February 8, 2022 at 4:17 pm

An Egyptian worker preparing threads on a machine at a factory in Cairo, Egypt on 29 July 2018 [Khaled DESOUKI / AFP/Getty]

In its annual report, the Egyptian Organisation for Trade Unions and Labour Services monitored 8,041 violations of workers’ rights throughout the country during 2021, including arbitrary dismissal, forced resignation, delayed payment of salaries and the absence of a nursery.

The Organisation, which won the French Republic for Human Rights Prize in 1999, revealed that many of these violations took place with the government’s knowledge. Moreover, the government was a party to many of them, as 1,629 of these violations were committed by government agencies.

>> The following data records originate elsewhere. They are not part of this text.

use std::collections::{BTreeMap, HashMap, HashSet};
use std::io::{Cursor, Read, Seek};
use std::path::{Path, PathBuf};

use calamine::{Data, Range, Reader, Sheets};
use thiserror::Error;

use super::model::{CellValue, Facility, FacilityTable};

/// Extensions accepted by the workbook reader.
pub const WORKBOOK_EXTENSIONS: &[&str] = &["xlsx", "xlsm", "xlsb", "xls", "ods"];

#[derive(Debug, Error)]
pub enum LoadError {
    #[error("cannot open {}: {source}", path.display())]
    Io {
        path: PathBuf,
        #[source]
        source: std::io::Error,
    },
    #[error("unsupported file extension: .{0}")]
    UnsupportedExtension(String),
    #[error("not a readable workbook: {0}")]
    Workbook(#[from] calamine::Error),
    #[error("workbook contains no sheet")]
    NoSheet,
    #[error("sheet has no header row")]
    EmptySheet,
    #[error("required column '{0}' is missing")]
    MissingTierColumn(String),
}

// ---------------------------------------------------------------------------
// Public entry-points
// ---------------------------------------------------------------------------

/// Load a survey table from a workbook file (`.xlsx` / `.xlsm` / `.xlsb` /
/// `.xls` / `.ods`). First sheet only; its first row is the header.
///
/// The table must contain `tier_column`.
pub fn load_file(path: &Path, tier_column: &str) -> Result<FacilityTable, LoadError> {
    std::fs::metadata(path).map_err(|source| LoadError::Io {
        path: path.to_path_buf(),
        source,
    })?;

    let ext = path
        .extension()
        .and_then(|e| e.to_str())
        .unwrap_or("")
        .to_ascii_lowercase();

    if !WORKBOOK_EXTENSIONS.contains(&ext.as_str()) {
        return Err(LoadError::UnsupportedExtension(ext));
    }

    let table = load_workbook(calamine::open_workbook_auto(path)?)?;
    require_column(table, tier_column)
}

/// Load a workbook held in memory (any format calamine detects).
pub fn load_workbook_bytes(bytes: Vec<u8>, tier_column: &str) -> Result<FacilityTable, LoadError> {
    let sheets = calamine::open_workbook_auto_from_rs(Cursor::new(bytes))?;
    require_column(load_workbook(sheets)?, tier_column)
}

fn require_column(table: FacilityTable, column: &str) -> Result<FacilityTable, LoadError> {
    if table.has_column(column) {
        Ok(table)
    } else {
        Err(LoadError::MissingTierColumn(column.to_string()))
    }
}

// ---------------------------------------------------------------------------
// Table assembly
// ---------------------------------------------------------------------------

/// Turn raw header cells into unique column names.
///
/// Blank headers become `Unnamed: <index>`; a repeated name gets `.1`, `.2`, …
fn normalise_headers(raw: &[CellValue]) -> Vec<String> {
    let mut seen: HashSet<String> = HashSet::new();
    let mut counts: HashMap<String, usize> = HashMap::new();
    let mut names = Vec::with_capacity(raw.len());

    for (i, cell) in raw.iter().enumerate() {
        let base = match cell {
            CellValue::Missing => format!("Unnamed: {i}"),
            other => other.to_string(),
        };
        let mut name = base.clone();
        while seen.contains(&name) {
            let n = counts.entry(base.clone()).or_insert(0);
            *n += 1;
            name = format!("{base}.{n}");
        }
        seen.insert(name.clone());
        names.push(name);
    }
    names
}

/// Zip data rows with headers. Fully empty rows are dropped.
fn assemble(headers: &[CellValue], rows: Vec<Vec<CellValue>>) -> FacilityTable {
    let columns = normalise_headers(headers);

    let facilities = rows
        .into_iter()
        .filter(|cells| cells.iter().any(|c| !c.is_missing()))
        .map(|cells| {
            let cells: BTreeMap<String, CellValue> = columns
                .iter()
                .cloned()
                .zip(cells)
                .filter(|(_, v)| !v.is_missing())
                .collect();
            Facility { cells }
        })
        .collect();

    FacilityTable::new(columns, facilities)
}

// ---------------------------------------------------------------------------
// Workbook loader
// ---------------------------------------------------------------------------

fn load_workbook<RS: Read + Seek>(mut sheets: Sheets<RS>) -> Result<FacilityTable, LoadError> {
    let range = sheets.worksheet_range_at(0).ok_or(LoadError::NoSheet)??;
    table_from_range(&range)
}

fn table_from_range(range: &Range<Data>) -> Result<FacilityTable, LoadError> {
    let mut rows = range.rows();
    let header: Vec<CellValue> = rows
        .next()
        .ok_or(LoadError::EmptySheet)?
        .iter()
        .map(cell_to_value)
        .collect();

    let data: Vec<Vec<CellValue>> = rows
        .map(|r| r.iter().map(cell_to_value).collect())
        .collect();

    log::debug!(
        "Sheet range {:?}..{:?}, {} data rows",
        range.start(),
        range.end(),
        data.len()
    );

    Ok(assemble(&header, data))
}

fn cell_to_value(cell: &Data) -> CellValue {
    match cell {
        Data::Int(i) => CellValue::Integer(*i),
        Data::Float(f) => CellValue::number(*f),
        Data::String(s) if s.is_empty() => CellValue::Missing,
        Data::String(s) => CellValue::Text(s.clone()),
        Data::Bool(b) => CellValue::Bool(*b),
        Data::DateTime(dt) => match dt.as_datetime() {
            Some(ndt) => CellValue::Date(ndt.format("%Y-%m-%d %H:%M:%S").to_string()),
            None => CellValue::number(dt.as_f64()),
        },
        Data::DateTimeIso(s) => CellValue::Date(s.clone()),
        Data::DurationIso(s) => CellValue::Text(s.clone()),
        Data::Error(_) | Data::Empty => CellValue::Missing,
    }
}
/// Data layer: core types, loading, filtering and export.
///
/// Architecture:
/// ```text
///  .xlsx / .xls / .xlsm / .xlsb / .ods
///        │
///        ▼
///   ┌──────────┐
///   │  loader   │  parse first sheet → FacilityTable
///   └──────────┘
///        │
///        ▼
///   ┌───────────────┐
///   │ FacilityTable  │  columns, rows, distinct values
///   └───────────────┘
///        │
///        ▼
///   ┌──────────┐
///   │  filter   │  tier == t, then variable == v → subset
///   └──────────┘
///        │
///        ▼
///   ┌──────────┐
///   │  export   │  column projection → styled .xlsx bytes
///   └──────────┘
/// ```

pub mod export;
pub mod filter;
pub mod loader;
pub mod model;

The most prominent events of 2021 on the labour scene

At the beginning of 2021, the Minister of the Public Business Sector and the Chairman of the Holding Company for Metallurgical Industries decided to liquidate the Egyptian Iron and Steel Company, one of the fortresses of the Egyptian heavy industry, claiming its vast and irreparable losses.

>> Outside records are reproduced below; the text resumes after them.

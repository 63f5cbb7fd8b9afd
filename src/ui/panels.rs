use eframe::egui::{self, Color32, RichText, ScrollArea, Ui};

use crate::data::loader::WORKBOOK_EXTENSIONS;
use crate::data::model::CellValue;
use crate::state::{AppState, Notice};

// ---------------------------------------------------------------------------
// Left side panel – selection widgets
// ---------------------------------------------------------------------------

/// Render the left selection panel.
pub fn side_panel(ui: &mut Ui, state: &mut AppState) {
    ScrollArea::vertical()
        .auto_shrink([false, false])
        .show(ui, |ui: &mut Ui| {
            ui.heading("Selection parameters");
            ui.separator();

            // ---- Upload ----
            ui.strong("Load your data");
            if ui
                .button("Load workbook…")
                .on_hover_text("Load your laboratory database (.xlsx / .xls)")
                .clicked()
            {
                open_file_dialog(state);
            }
            match &state.upload_notice {
                Some(Notice::Success(msg)) => {
                    ui.label(RichText::new(msg).color(Color32::DARK_GREEN));
                }
                Some(Notice::Error(msg)) => {
                    ui.label(RichText::new(msg).color(Color32::RED));
                }
                None => {}
            }
            ui.separator();

            if state.table.is_none() {
                ui.label("No dataset loaded.");
                return;
            }

            selectors(ui, state);

            ui.add_space(6.0);
            let generate = egui::Button::new(RichText::new("Generate extraction").strong())
                .min_size(egui::vec2(ui.available_width(), 28.0));
            if ui.add(generate).clicked() {
                state.generate();
            }
            if let Some(msg) = &state.status_message {
                ui.label(RichText::new(msg).color(Color32::RED));
            }

            // ---- Quick presets ----
            ui.separator();
            ui.strong("Quick analyses");
            let presets: Vec<String> = state
                .config
                .presets
                .iter()
                .map(|p| p.label.clone())
                .collect();
            ui.horizontal_wrapped(|ui: &mut Ui| {
                for (i, label) in presets.iter().enumerate() {
                    if ui.button(label).clicked() {
                        state.apply_preset(i);
                    }
                }
            });

            // ---- Information ----
            ui.separator();
            ui.strong("Information");
            ui.label(format!("Total laboratories: {}", state.total_rows()));
            ui.label(format!("Available tiers: {}", state.tier_list()));
        });
}

fn selectors(ui: &mut Ui, state: &mut AppState) {
    // ---- Tier ----
    ui.label("Tier:");
    let tiers = state.tier_options();
    let current = state.selection.tier.clone();
    if let Some(choice) = combo(ui, "tier", current.as_ref(), &tiers) {
        state.select_tier(choice);
    }

    // ---- Variable ----
    ui.label("Variable:");
    let variables = state.variable_options();
    let current = state.selection.variable.clone().unwrap_or_default();
    egui::ComboBox::from_id_salt("variable")
        .selected_text(&current)
        .width(ui.available_width())
        .show_ui(ui, |ui: &mut Ui| {
            for var in &variables {
                if ui.selectable_label(current == *var, var).clicked() {
                    state.select_variable(var.clone());
                }
            }
        });

    // ---- Value ----
    ui.label("Value:");
    let values = state.value_options();
    if values.is_empty() {
        ui.label(RichText::new("No value available for this variable").color(Color32::YELLOW));
    } else {
        let current = state.selection.value.clone();
        if let Some(choice) = combo(ui, "value", current.as_ref(), &values) {
            state.select_value(choice);
        }
    }
}

/// Combo box over cell values; returns the newly clicked value.
fn combo(ui: &mut Ui, id: &str, current: Option<&CellValue>, options: &[CellValue]) -> Option<CellValue> {
    let mut picked = None;
    egui::ComboBox::from_id_salt(id)
        .selected_text(current.map(|v| v.to_string()).unwrap_or_default())
        .width(ui.available_width())
        .show_ui(ui, |ui: &mut Ui| {
            for opt in options {
                if ui
                    .selectable_label(current == Some(opt), opt.to_string())
                    .clicked()
                {
                    picked = Some(opt.clone());
                }
            }
        });
    picked
}

// ---------------------------------------------------------------------------
// Top bar
// ---------------------------------------------------------------------------

/// Render the top menu / toolbar.
pub fn top_bar(ui: &mut Ui, state: &mut AppState) {
    egui::menu::bar(ui, |ui: &mut Ui| {
        ui.menu_button("File", |ui: &mut Ui| {
            if ui.button("Load workbook…").clicked() {
                open_file_dialog(state);
                ui.close_menu();
            }
            if ui.button("Reload default dataset").clicked() {
                state.load_default();
                ui.close_menu();
            }
            if ui.button("Quit").clicked() {
                ui.ctx().send_viewport_cmd(egui::ViewportCommand::Close);
            }
        });

        ui.separator();

        if let (Some(table), Some(source)) = (&state.table, &state.source) {
            let name = source
                .path()
                .file_name()
                .map(|n| n.to_string_lossy().into_owned())
                .unwrap_or_default();
            ui.label(format!("{name}: {} laboratories", table.len()));
        }
    });
}

// ---------------------------------------------------------------------------
// File dialogs
// ---------------------------------------------------------------------------

pub fn open_file_dialog(state: &mut AppState) {
    let file = rfd::FileDialog::new()
        .set_title("Load laboratory data")
        .add_filter("Excel", &["xlsx", "xls"])
        .add_filter("All workbooks", WORKBOOK_EXTENSIONS)
        .pick_file();

    if let Some(path) = file {
        state.load_upload(&path);
    }
}
use chrono::NaiveDateTime;
use rust_xlsxwriter::{Color, Format, FormatAlign, FormatBorder, Workbook, Worksheet, XlsxError};
use thiserror::Error;

use super::filter::FilterCriteria;
use super::model::{CellValue, FacilityTable};
use crate::config::AppConfig;

/// MIME type of the exported workbook.
pub const XLSX_MIME: &str = "application/vnd.openxmlformats-officedocument.spreadsheetml.sheet";

/// Upper bound for a column width, in character units.
pub const MAX_COLUMN_WIDTH: usize = 50;

const HEADER_FILL: u32 = 0xD7E4BC;
const VARIABLE_NAME_CHARS: usize = 20;
/// An empty cell is sized as if it read `nan`.
const MISSING_CELL_CHARS: usize = 3;

#[derive(Debug, Error)]
pub enum ExportError {
    #[error("XLSX error: {0}")]
    Xlsx(#[from] XlsxError),
}

// ---------------------------------------------------------------------------
// Report layout
// ---------------------------------------------------------------------------

/// Which columns go into the export, and how the artifact is named.
#[derive(Debug, Clone, PartialEq)]
pub struct ReportLayout {
    /// Identity and tier columns, in output order. The selected variable
    /// follows them.
    pub base_columns: Vec<String>,
    pub optional_columns: Vec<String>,
    pub sheet_name: String,
    pub file_prefix: String,
}

impl ReportLayout {
    pub fn from_config(config: &AppConfig) -> Self {
        let c = &config.columns;
        Self {
            base_columns: vec![
                c.name.clone(),
                c.country.clone(),
                c.city.clone(),
                c.address.clone(),
                c.tier.clone(),
            ],
            optional_columns: config.optional_columns.clone(),
            sheet_name: config.sheet_name.clone(),
            file_prefix: config.file_prefix.clone(),
        }
    }
}

/// The generated download. Lives in memory only.
#[derive(Debug, Clone)]
pub struct ExportArtifact {
    pub file_name: String,
    pub mime_type: &'static str,
    pub bytes: Vec<u8>,
    pub columns: Vec<String>,
    pub row_count: usize,
}

// ---------------------------------------------------------------------------
// Projection and sizing
// ---------------------------------------------------------------------------

/// Columns to export: base columns, the variable, then optional columns.
/// Absent columns are skipped; a column is never listed twice.
pub fn project_columns(table: &FacilityTable, variable: &str, layout: &ReportLayout) -> Vec<String> {
    let wanted = layout
        .base_columns
        .iter()
        .map(String::as_str)
        .chain(std::iter::once(variable))
        .chain(layout.optional_columns.iter().map(String::as_str));

    let mut columns: Vec<String> = Vec::new();
    for col in wanted {
        if table.has_column(col) && !columns.iter().any(|c| c == col) {
            columns.push(col.to_string());
        }
    }
    columns
}

/// Width per column: longest rendered cell or header, plus 2, capped at 50.
/// Empty cells count as three characters.
pub fn column_widths(table: &FacilityTable, columns: &[String]) -> Vec<usize> {
    columns
        .iter()
        .map(|col| {
            let longest_cell = table
                .rows
                .iter()
                .map(|row| match row.get(col) {
                    CellValue::Missing => MISSING_CELL_CHARS,
                    value => value.display_len(),
                })
                .max()
                .unwrap_or(0);
            let width = longest_cell.max(col.chars().count()) + 2;
            width.min(MAX_COLUMN_WIDTH)
        })
        .collect()
}

/// `<prefix>_<tier>_<variable[..20]>_<value>_<yyyyMMdd_HHmm>.xlsx`
///
/// Spaces in the tier become underscores; the variable is cut to 20 characters.
pub fn artifact_file_name(prefix: &str, criteria: &FilterCriteria, timestamp: NaiveDateTime) -> String {
    let tier = criteria.tier.to_string().replace(' ', "_");
    let variable: String = criteria.variable.chars().take(VARIABLE_NAME_CHARS).collect();
    format!(
        "{prefix}_{tier}_{variable}_{}_{}.xlsx",
        criteria.value,
        timestamp.format("%Y%m%d_%H%M")
    )
}

// ---------------------------------------------------------------------------
// Workbook serialisation
// ---------------------------------------------------------------------------

/// Serialise a filtered result. Returns `None` when there is nothing to export.
pub fn export(
    result: &FacilityTable,
    criteria: &FilterCriteria,
    layout: &ReportLayout,
    timestamp: NaiveDateTime,
) -> Result<Option<ExportArtifact>, ExportError> {
    if result.is_empty() {
        return Ok(None);
    }

    let columns = project_columns(result, &criteria.variable, layout);
    let bytes = render_workbook(result, &columns, &layout.sheet_name)?;

    Ok(Some(ExportArtifact {
        file_name: artifact_file_name(&layout.file_prefix, criteria, timestamp),
        mime_type: XLSX_MIME,
        bytes,
        row_count: result.len(),
        columns,
    }))
}

fn header_format() -> Format {
    Format::new()
        .set_bold()
        .set_text_wrap()
        .set_align(FormatAlign::Top)
        .set_background_color(Color::RGB(HEADER_FILL))
        .set_border(FormatBorder::Thin)
}

fn render_workbook(
    table: &FacilityTable,
    columns: &[String],
    sheet_name: &str,
) -> Result<Vec<u8>, XlsxError> {
    let mut workbook = Workbook::new();
    let header = header_format();

    {
        let sheet = workbook.add_worksheet();
        sheet.set_name(sheet_name)?;

        for (c, name) in columns.iter().enumerate() {
            sheet.write_string_with_format(0, c as u16, name, &header)?;
        }

        for (r, row) in table.rows.iter().enumerate() {
            let r = r as u32 + 1;
            for (c, col) in columns.iter().enumerate() {
                write_cell(sheet, r, c as u16, row.get(col))?;
            }
        }

        for (c, width) in column_widths(table, columns).into_iter().enumerate() {
            sheet.set_column_width(c as u16, width as f64)?;
        }
    }

    workbook.save_to_buffer()
}

fn write_cell(sheet: &mut Worksheet, row: u32, col: u16, value: &CellValue) -> Result<(), XlsxError> {
    match value {
        CellValue::Text(s) | CellValue::Date(s) => {
            sheet.write_string(row, col, s)?;
        }
        CellValue::Integer(i) => {
            sheet.write_number(row, col, *i as f64)?;
        }
        CellValue::Float(f) => {
            sheet.write_number(row, col, *f)?;
        }
        CellValue::Bool(b) => {
            sheet.write_boolean(row, col, *b)?;
        }
        CellValue::Missing => {}
    }
    Ok(())
}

This was followed by a tremendous widespread rejection of the company’s liquidation, a sit-in by the company’s workers for 12 continuous days, lawsuits filed by workers and stockholders, and offers from several parties to invest in the company’s reform process. However, all of this clashed with an unjustified insistence on liquidating the company, as if it had become a target itself.

While some workers were subjected to security threats to discourage them from rejecting the liquidation decision, a decision was taken on 30 May, 2021, to close the Egyptian Iron and Steel Company, stop working with it and prevent workers from attending, as a result of which more than 7,000 workers lost their jobs.

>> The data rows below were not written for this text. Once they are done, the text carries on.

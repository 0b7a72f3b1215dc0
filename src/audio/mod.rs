//! Audio subsystem module

pub mod capture;
pub mod device;
pub mod tone;

pub use capture::{CpalHandle, CpalSource};
pub use device::{find_input_name, list_input_devices, AudioDeviceInfo};
pub use tone::ToneSource;

/// One block of interleaved f32 samples as read from an input
#[derive(Debug, Clone, PartialEq)]
pub struct AudioBlock {
    pub samples: Vec<f32>,
    pub channels: u16,
    pub sample_rate: u32,
}

impl AudioBlock {
    pub fn new(samples: Vec<f32>, channels: u16, sample_rate: u32) -> Self {
        Self {
            samples,
            channels,
            sample_rate,
        }
    }

    /// Get number of frames (samples per channel)
    pub fn frames(&self) -> usize {
        self.samples.len() / self.channels.max(1) as usize
    }

    /// Get block duration in microseconds
    pub fn duration_us(&self) -> u64 {
        (self.frames() as u64 * 1_000_000) / self.sample_rate.max(1) as u64
    }
}
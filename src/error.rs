//! Error types for the streaming application

use thiserror::Error;

/// Main error type for the application
#[derive(Error, Debug)]
pub enum Error {
    #[error("Capture error: {0}")]
    Capture(#[from] CaptureError),

    #[error("Codec error: {0}")]
    Codec(#[from] CodecError),

    #[error("Configuration error: {0}")]
    Config(String),

    #[error("IO error: {0}")]
    Io(#[from] std::io::Error),
}

/// Capture subsystem errors
///
/// Only [`CaptureError::DeviceInit`] and [`CaptureError::UnrecoverableRead`]
/// are fatal; a worker keeps running through transient read errors.
#[derive(Error, Debug, Clone, PartialEq, Eq)]
pub enum CaptureError {
    #[error("Failed to open {device}: {reason}")]
    DeviceInit { device: String, reason: String },

    #[error("Transient read error: {0}")]
    TransientRead(String),

    #[error("Unrecoverable read error: {0}")]
    UnrecoverableRead(String),
}

impl CaptureError {
    pub fn device_init(device: impl Into<String>, reason: impl Into<String>) -> Self {
        Self::DeviceInit {
            device: device.into(),
            reason: reason.into(),
        }
    }

    /// Whether this error must stop the worker and the whole process
    pub fn is_fatal(&self) -> bool {
        !matches!(self, Self::TransientRead(_))
    }
}

/// Codec errors
#[derive(Error, Debug, Clone, PartialEq, Eq)]
pub enum CodecError {
    #[error("Encoder initialization failed: {0}")]
    EncoderInit(String),

    #[error("Encoding failed: {0}")]
    EncodingFailed(String),

    #[error("Invalid frame size: expected {expected} bytes, got {actual}")]
    InvalidFrameSize { expected: usize, actual: usize },
}

/// The client side of a stream went away; ends a session, never an error
#[derive(Error, Debug, Clone, Copy, PartialEq, Eq)]
#[error("Client disconnected")]
pub struct ClientDisconnected;

/// Result type alias for the application
pub type Result<T> = std::result::Result<T, Error>;

#[cfg(test)]
mod tests {
    use super::*;

    #[test]
    fn test_fatal_classification() {
        assert!(CaptureError::device_init("hw:1,0", "busy").is_fatal());
        assert!(CaptureError::UnrecoverableRead("gone".into()).is_fatal());
        assert!(!CaptureError::TransientRead("overflow".into()).is_fatal());
    }

    #[test]
    fn test_conversion_into_app_error() {
        let err: Error = CaptureError::TransientRead("overflow".into()).into();
        assert!(matches!(err, Error::Capture(_)));
        assert_eq!(err.to_string(), "Capture error: Transient read error: overflow");
    }
}
//! Webcam capture using nokhwa

use nokhwa::pixel_format::RgbFormat;
use nokhwa::utils::{
    CameraFormat, CameraIndex, FrameFormat, RequestedFormat, RequestedFormatType, Resolution,
};
use nokhwa::{Camera, NokhwaError};

use crate::capture::{CaptureHandle, CaptureSource};
use crate::config::VideoConfig;
use crate::error::CaptureError;
use crate::video::VideoFrame;

pub struct CameraSource {
    index: u32,
    width: u32,
    height: u32,
    fps: u32,
}

impl CameraSource {
    pub fn new(config: &VideoConfig) -> Self {
        Self {
            index: config.device_index,
            width: config.width,
            height: config.height,
            fps: config.fps,
        }
    }
}

impl CaptureSource for CameraSource {
    type Sample = VideoFrame;
    type Handle = CameraHandle;

    fn describe(&self) -> String {
        format!("camera {}", self.index)
    }

    fn open(&mut self) -> Result<CameraHandle, CaptureError> {
        let requested = RequestedFormat::new::<RgbFormat>(RequestedFormatType::Closest(
            CameraFormat::new(
                Resolution::new(self.width, self.height),
                FrameFormat::MJPEG,
                self.fps,
            ),
        ));

        let init_error = |e: NokhwaError| {
            CaptureError::device_init(
                self.describe(),
                format!(
                    "{} (ensure the webcam is connected and not in use; \
                     `v4l2-ctl --list-devices` lists cameras)",
                    e
                ),
            )
        };

        let mut camera = Camera::new(CameraIndex::Index(self.index), requested).map_err(init_error)?;
        camera.open_stream().map_err(init_error)?;

        let format = camera.camera_format();
        tracing::info!(
            "Video capture started: {}x{} @ {} FPS (requested {}x{} @ {} FPS)",
            format.width(),
            format.height(),
            format.frame_rate(),
            self.width,
            self.height,
            self.fps
        );

        Ok(CameraHandle {
            camera,
            streaming: true,
        })
    }
}

pub struct CameraHandle {
    camera: Camera,
    streaming: bool,
}

impl CaptureHandle for CameraHandle {
    type Sample = VideoFrame;

    fn read(&mut self) -> Result<VideoFrame, CaptureError> {
        let buffer = self.camera.frame().map_err(|e| match e {
            NokhwaError::ReadFrameError(msg) => {
                CaptureError::TransientRead(format!("Failed to grab frame from camera: {}", msg))
            }
            other => CaptureError::UnrecoverableRead(other.to_string()),
        })?;

        // A frame that fails to decode is corrupt, not a dead device
        let image = buffer
            .decode_image::<RgbFormat>()
            .map_err(|e| CaptureError::TransientRead(format!("Failed to decode frame: {}", e)))?;

        Ok(VideoFrame::new(image.width(), image.height(), image.into_raw()))
    }

    fn close(&mut self) {
        if self.streaming {
            self.streaming = false;
            if let Err(e) = self.camera.stop_stream() {
                tracing::warn!("Error closing camera stream: {}", e);
            }
        }
    }
}
//! JPEG encoder for MJPEG video frames

use bytes::Bytes;
use image::{ImageBuffer, Rgb};

use crate::codec::Encoder;
use crate::error::CodecError;
use crate::video::VideoFrame;

/// RGB8 frame → baseline JPEG
pub struct JpegEncoder {
    quality: u8,
    frames_encoded: u64,
}

impl JpegEncoder {
    /// Create an encoder; `quality` must be in 1..=100
    pub fn new(quality: u8) -> Result<Self, CodecError> {
        if !(1..=100).contains(&quality) {
            return Err(CodecError::EncoderInit(format!(
                "JPEG quality must be 1-100, got {}",
                quality
            )));
        }
        Ok(Self {
            quality,
            frames_encoded: 0,
        })
    }

    pub fn quality(&self) -> u8 {
        self.quality
    }

    pub fn frames_encoded(&self) -> u64 {
        self.frames_encoded
    }
}

impl Encoder for JpegEncoder {
    type Input = VideoFrame;

    fn encode(&mut self, frame: &VideoFrame) -> Result<Bytes, CodecError> {
        let expected = frame.width as usize * frame.height as usize * 3;
        if frame.pixels.len() != expected {
            return Err(CodecError::InvalidFrameSize {
                expected,
                actual: frame.pixels.len(),
            });
        }

        // from_raw only fails on a length mismatch, checked above
        let image: ImageBuffer<Rgb<u8>, &[u8]> =
            ImageBuffer::from_raw(frame.width, frame.height, frame.pixels.as_slice()).ok_or(
                CodecError::InvalidFrameSize {
                    expected,
                    actual: frame.pixels.len(),
                },
            )?;

        let mut jpeg_bytes: Vec<u8> = Vec::with_capacity(expected / 8);
        let mut encoder =
            image::codecs::jpeg::JpegEncoder::new_with_quality(&mut jpeg_bytes, self.quality);
        encoder
            .encode_image(&image)
            .map_err(|e| CodecError::EncodingFailed(e.to_string()))?;

        self.frames_encoded += 1;
        Ok(Bytes::from(jpeg_bytes))
    }
}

In an attempt to absorb the dangerous effects of liquidation, an agreement was signed in September 2021 between the Egyptian Iron and Steel Company (under liquidation) and the General Syndicate for Engineering, Metallurgical and Electrical Industries, according to which employees of the company benefit from the complementary end-of-service reward system for voluntary service before reaching the legal retirement age.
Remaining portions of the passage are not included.